▸ PROBLEM STATEMENT: When you write out the entries, keep every line exactly as it appears.

▸ EXERCISE INPUT:
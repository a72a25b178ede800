//! Rule tables and their composition.
//!
//! A registry's conventions are described by a generic base table plus a
//! [`SuffixRules`] delta. Composing the two yields a [`RuleSet`]: the base
//! fields in base order, each either kept, replaced or extended by the
//! delta, followed by any fields only the delta knows about.

use super::rules::{Rule, RuleSpec};
use crate::error::Result;

/// A canonical field and the rules feeding it, in the base table.
#[derive(Debug, Clone, Copy)]
pub struct FieldSpec {
    pub name: &'static str,
    pub rules: &'static [RuleSpec],
}

impl FieldSpec {
    pub const fn new(name: &'static str, rules: &'static [RuleSpec]) -> Self {
        Self { name, rules }
    }
}

/// How a delta entry combines with the base rules for the same field.
#[derive(Debug, Clone, Copy, PartialEq, Eq)]
pub enum Merge {
    /// Drop the base rules and use these instead.
    Replace,
    /// Run these after the base rules.
    Extend,
}

/// One entry of a suffix delta table.
#[derive(Debug, Clone, Copy)]
pub struct FieldDelta {
    pub name: &'static str,
    pub merge: Merge,
    pub rules: &'static [RuleSpec],
}

impl FieldDelta {
    pub const fn replace(name: &'static str, rules: &'static [RuleSpec]) -> Self {
        Self {
            name,
            merge: Merge::Replace,
            rules,
        }
    }

    pub const fn extend(name: &'static str, rules: &'static [RuleSpec]) -> Self {
        Self {
            name,
            merge: Merge::Extend,
            rules,
        }
    }
}

/// Delta table for the suffixes served by one registry.
#[derive(Debug, Clone, Copy)]
pub struct SuffixRules {
    /// Human-readable registry name, used in logs.
    pub registry: &'static str,
    /// Suffix keys this table is selected for, without leading dot.
    pub suffixes: &'static [&'static str],
    pub fields: &'static [FieldDelta],
}

/// Compiled rules feeding one field.
#[derive(Debug, Clone)]
pub struct FieldRules {
    name: &'static str,
    rules: Vec<Rule>,
}

impl FieldRules {
    pub fn name(&self) -> &'static str {
        self.name
    }

    pub fn rules(&self) -> &[Rule] {
        &self.rules
    }
}

/// An ordered, compiled mapping from field name to rules.
#[derive(Debug, Clone)]
pub struct RuleSet {
    registry: &'static str,
    fields: Vec<FieldRules>,
}

impl RuleSet {
    /// Composes the base table with an optional delta and compiles the result.
    ///
    /// The outcome depends only on the two tables, never on the order in
    /// which rule-sets are built.
    pub fn compose(base: &[FieldSpec], delta: Option<&SuffixRules>) -> Result<Self> {
        let mut specs: Vec<(&'static str, Vec<RuleSpec>)> = base
            .iter()
            .map(|field| (field.name, field.rules.to_vec()))
            .collect();

        if let Some(delta) = delta {
            for entry in delta.fields {
                match specs.iter_mut().find(|(name, _)| *name == entry.name) {
                    Some((_, rules)) => match entry.merge {
                        Merge::Replace => *rules = entry.rules.to_vec(),
                        Merge::Extend => rules.extend_from_slice(entry.rules),
                    },
                    None => specs.push((entry.name, entry.rules.to_vec())),
                }
            }
        }

        let fields = specs
            .into_iter()
            .map(|(name, rules)| {
                let rules = rules
                    .iter()
                    .map(|spec| spec.compile(name))
                    .collect::<Result<Vec<_>>>()?;
                Ok(FieldRules { name, rules })
            })
            .collect::<Result<Vec<_>>>()?;

        Ok(Self {
            registry: delta.map_or("generic", |d| d.registry),
            fields,
        })
    }

    /// Name of the registry whose delta was applied, or `"generic"`.
    pub fn registry(&self) -> &'static str {
        self.registry
    }

    pub fn fields(&self) -> &[FieldRules] {
        &self.fields
    }

    pub fn field(&self, name: &str) -> Option<&FieldRules> {
        self.fields.iter().find(|field| field.name == name)
    }

    pub fn field_names(&self) -> impl Iterator<Item = &'static str> + '_ {
        self.fields.iter().map(|field| field.name)
    }
}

▸ EXERCISE RESPONSE:
repository a72a25b178ede800
//! Rule tables and their composition.
//!
//! A registry's conventions are described by a generic base table plus a
//! [`SuffixRules`] delta. Composing the two yields a [`RuleSet`]: the base
//! fields in base order, each either kept, replaced or extended by the
//! delta, followed by any fields only the delta knows about.

use super::rules::{Rule, RuleSpec};
use crate::error::Result;

/// A canonical field and the rules feeding it, in the base table.
#[derive(Debug, Clone, Copy)]
pub struct FieldSpec {
    pub name: &'static str,
    pub rules: &'static [RuleSpec],
}

impl FieldSpec {
    pub const fn new(name: &'static str, rules: &'static [RuleSpec]) -> Self {
        Self { name, rules }
    }
}

/// How a delta entry combines with the base rules for the same field.
#[derive(Debug, Clone, Copy, PartialEq, Eq)]
pub enum Merge {
    /// Drop the base rules and use these instead.
    Replace,
    /// Run these after the base rules.
    Extend,
}

/// One entry of a suffix delta table.
#[derive(Debug, Clone, Copy)]
pub struct FieldDelta {
    pub name: &'static str,
    pub merge: Merge,
    pub rules: &'static [RuleSpec],
}

impl FieldDelta {
    pub const fn replace(name: &'static str, rules: &'static [RuleSpec]) -> Self {
        Self {
            name,
            merge: Merge::Replace,
            rules,
        }
    }

    pub const fn extend(name: &'static str, rules: &'static [RuleSpec]) -> Self {
        Self {
            name,
            merge: Merge::Extend,
            rules,
        }
    }
}

/// Delta table for the suffixes served by one registry.
#[derive(Debug, Clone, Copy)]
pub struct SuffixRules {
    /// Human-readable registry name, used in logs.
    pub registry: &'static str,
    /// Suffix keys this table is selected for, without leading dot.
    pub suffixes: &'static [&'static str],
    pub fields: &'static [FieldDelta],
}

/// Compiled rules feeding one field.
#[derive(Debug, Clone)]
pub struct FieldRules {
    name: &'static str,
    rules: Vec<Rule>,
}

impl FieldRules {
    pub fn name(&self) -> &'static str {
        self.name
    }

    pub fn rules(&self) -> &[Rule] {
        &self.rules
    }
}

/// An ordered, compiled mapping from field name to rules.
#[derive(Debug, Clone)]
pub struct RuleSet {
    registry: &'static str,
    fields: Vec<FieldRules>,
}

impl RuleSet {
    /// Composes the base table with an optional delta and compiles the result.
    ///
    /// The outcome depends only on the two tables, never on the order in
    /// which rule-sets are built.
    pub fn compose(base: &[FieldSpec], delta: Option<&SuffixRules>) -> Result<Self> {
        let mut specs: Vec<(&'static str, Vec<RuleSpec>)> = base
            .iter()
            .map(|field| (field.name, field.rules.to_vec()))
            .collect();

        if let Some(delta) = delta {
            for entry in delta.fields {
                match specs.iter_mut().find(|(name, _)| *name == entry.name) {
                    Some((_, rules)) => match entry.merge {
                        Merge::Replace => *rules = entry.rules.to_vec(),
                        Merge::Extend => rules.extend_from_slice(entry.rules),
                    },
                    None => specs.push((entry.name, entry.rules.to_vec())),
                }
            }
        }

        let fields = specs
            .into_iter()
            .map(|(name, rules)| {
                let rules = rules
                    .iter()
                    .map(|spec| spec.compile(name))
                    .collect::<Result<Vec<_>>>()?;
                Ok(FieldRules { name, rules })
            })
            .collect::<Result<Vec<_>>>()?;

        Ok(Self {
            registry: delta.map_or("generic", |d| d.registry),
            fields,
        })
    }

    /// Name of the registry whose delta was applied, or `"generic"`.
    pub fn registry(&self) -> &'static str {
        self.registry
    }

    pub fn fields(&self) -> &[FieldRules] {
        &self.fields
    }

    pub fn field(&self, name: &str) -> Option<&FieldRules> {
        self.fields.iter().find(|field| field.name == name)
    }

    pub fn field_names(&self) -> impl Iterator<Item = &'static str> + '_ {
        self.fields.iter().map(|field| field.name)
    }
}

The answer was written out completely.